There are always trade-offs to make when studying cells. A biologist either kills the cell to scrutinize its insides or has to run more complex experiments, using tools like fluorescent tags to detect certain biomolecules.
A biotech startup believes it has a new solution to this longstanding problem. Stately Bio has raised a $12 million seed round led by AIX Ventures to advance machine learning techniques that recognize signals from simple images of living cells, CEO Frank Li told
Endpoints News.
The Palo Alto, CA-based startup will officially launch on Friday after three years in stealth mode.
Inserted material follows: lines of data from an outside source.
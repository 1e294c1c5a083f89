//! Request-scoped issuer hints.
//!
//! Upstream request handling attaches an [`IssuerDomain`] to the request extensions (typically the
//! `iss` claim of the presented token). The [`IssuerManager`](crate::IssuerManager) only reads it.

// std
use std::fmt::{Display, Formatter, Result as FmtResult};
// crates.io
use http::{Extensions, Request, request::Parts};

/// Issuer domain hint carried in request extensions.
#[derive(Clone, Debug, PartialEq, Eq, Hash)]
pub struct IssuerDomain(String);
impl IssuerDomain {
	/// Wrap a raw issuer URL or domain.
	pub fn new(value: impl Into<String>) -> Self {
		Self(value.into())
	}

	/// Raw hint value.
	pub fn as_str(&self) -> &str {
		&self.0
	}
}
impl Display for IssuerDomain {
	fn fmt(&self, f: &mut Formatter<'_>) -> FmtResult {
		f.write_str(&self.0)
	}
}
impl From<&str> for IssuerDomain {
	fn from(value: &str) -> Self {
		Self::new(value)
	}
}
impl From<String> for IssuerDomain {
	fn from(value: String) -> Self {
		Self(value)
	}
}

/// Source of an optional issuer domain hint for a single request.
pub trait IssuerContext {
	/// Issuer domain attached to the request, if any.
	fn issuer_domain(&self) -> Option<&str>;
}
impl IssuerContext for Extensions {
	fn issuer_domain(&self) -> Option<&str> {
		self.get::<IssuerDomain>().map(IssuerDomain::as_str)
	}
}
impl IssuerContext for Parts {
	fn issuer_domain(&self) -> Option<&str> {
		self.extensions.issuer_domain()
	}
}
impl<B> IssuerContext for Request<B> {
	fn issuer_domain(&self) -> Option<&str> {
		self.extensions().issuer_domain()
	}
}
impl IssuerContext for IssuerDomain {
	fn issuer_domain(&self) -> Option<&str> {
		Some(self.as_str())
	}
}
impl IssuerContext for str {
	fn issuer_domain(&self) -> Option<&str> {
		Some(self)
	}
}
impl IssuerContext for String {
	fn issuer_domain(&self) -> Option<&str> {
		Some(self)
	}
}
impl<T> IssuerContext for &T
where
	T: IssuerContext + ?Sized,
{
	fn issuer_domain(&self) -> Option<&str> {
		(**self).issuer_domain()
	}
}
impl<T> IssuerContext for Option<T>
where
	T: IssuerContext,
{
	fn issuer_domain(&self) -> Option<&str> {
		self.as_ref().and_then(IssuerContext::issuer_domain)
	}
}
Like many in AI bio, Li comes from the world of technology, not biology. He worked as a software engineer at Palantir and Google X before being recruited by Daphne Koller to join her new machine learning team at Calico Life Sciences, an Alphabet-backed biotech. Li spent four years leading Calico’s ML group after Koller left shortly after his arrival to found
insitro
, another AI-focused biotech.
Those were formative years, according to Li, now 34. He reported directly to Calico CEO Art Levinson, the legendary biotech figure who previously ran Genentech, and started to see the potential for ML techniques in cell imaging. In 2019, Li entered a competition at NeurIPS, a top machine learning conference, to find signals from cell images. His team went in thinking 50% accuracy would be a great outcome. They achieved over 99% accuracy, finishing second out of over 800 entrants.
What he discovered is the same computer vision techniques that have fueled progress in fields like self-driving cars could also work in biology.
“There was a surprising amount of richness to those images that lay beyond our human eye’s ability to comprehend,” Li said. “It was one of those moments that made me go, ‘There’s something really special here.’”
Li left Calico in 2021 to found Stately Bio, which began operating in March 2022 with a pre-seed round to focus on cell imaging. Today, Stately is using what Li called “grade-school microscopes” to perform brightfield imaging, which shines light on living cells and takes an image of the other side. Machine learning algorithms find the correlations between cell shapes and textures and their biological functions.
“Historically, so much of biology has been learned by looking through a microscope,” Li said. “But it’s only until recently that we’ve been able to take a more quantitative and systematic approach.”
Stately isn’t completely alone with this idea. Two years ago, Recursion
switched from a more complicated cell-painting technique
to brightfield imaging. Other startups like Eikon Therapeutics are working on complementary approaches. Eikon
created its own super-resolution microscopes
to track single particles inside of living cells.
Stately takes a zoomed-out view compared to Eikon, Li said. While observing cells at lower resolutions, the company’s method can watch way more cells, Li said, which is a benefit in building the datasets that power algorithms.
For results, Li said Stately improved the ability to differentiate stem cells into liver cells. They have seen 3x to 10x better scores on tests of key liver functions than today’s best techniques, Li said. While the company isn’t yet sharing details about its own pipeline, Li said he sees potential in using lab-made liver cells as a cell replacement therapy for certain liver diseases.
Stately is also building AI models that can predict an experiment’s chances of success at very early stages. For instance, the company can take data from the second day of an experiment to predict how those cells will look in a couple of weeks, suggesting if that experiment is worth carrying out or stopping early.